> [Task goal]:
Give only the number of lines in the listing below where the string "with" occurs.

-- Provided data follows --

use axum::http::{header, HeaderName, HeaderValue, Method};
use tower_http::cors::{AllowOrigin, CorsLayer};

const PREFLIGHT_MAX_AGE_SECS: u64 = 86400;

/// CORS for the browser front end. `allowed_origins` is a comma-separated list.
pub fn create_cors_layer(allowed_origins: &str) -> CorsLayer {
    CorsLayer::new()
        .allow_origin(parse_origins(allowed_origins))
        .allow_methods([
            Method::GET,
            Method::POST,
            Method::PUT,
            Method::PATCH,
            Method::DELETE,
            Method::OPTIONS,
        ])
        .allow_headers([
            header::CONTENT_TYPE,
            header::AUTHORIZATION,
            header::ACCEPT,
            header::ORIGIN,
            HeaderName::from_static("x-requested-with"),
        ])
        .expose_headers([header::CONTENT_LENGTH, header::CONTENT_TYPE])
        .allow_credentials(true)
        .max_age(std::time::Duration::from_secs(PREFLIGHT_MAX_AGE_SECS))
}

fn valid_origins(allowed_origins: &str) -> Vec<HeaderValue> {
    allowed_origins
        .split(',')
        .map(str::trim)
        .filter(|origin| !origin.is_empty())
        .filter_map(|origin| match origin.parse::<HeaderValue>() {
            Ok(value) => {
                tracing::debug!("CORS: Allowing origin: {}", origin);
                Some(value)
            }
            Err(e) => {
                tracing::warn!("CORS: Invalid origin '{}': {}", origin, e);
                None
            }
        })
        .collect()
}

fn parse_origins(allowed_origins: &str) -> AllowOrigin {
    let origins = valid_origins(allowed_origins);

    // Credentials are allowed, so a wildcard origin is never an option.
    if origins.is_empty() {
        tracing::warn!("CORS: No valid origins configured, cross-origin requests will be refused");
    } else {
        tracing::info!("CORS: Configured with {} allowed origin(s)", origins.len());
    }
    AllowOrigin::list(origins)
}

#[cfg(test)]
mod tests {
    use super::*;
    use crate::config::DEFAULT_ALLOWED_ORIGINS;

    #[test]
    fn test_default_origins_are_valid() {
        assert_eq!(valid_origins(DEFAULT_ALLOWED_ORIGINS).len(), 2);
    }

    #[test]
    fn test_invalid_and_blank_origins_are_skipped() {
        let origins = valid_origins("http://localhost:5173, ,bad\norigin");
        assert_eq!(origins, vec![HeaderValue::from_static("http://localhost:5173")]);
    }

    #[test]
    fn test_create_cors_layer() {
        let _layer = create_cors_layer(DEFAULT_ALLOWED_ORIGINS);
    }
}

-- Provided data concluded --

> [Answer to this exercise]:
2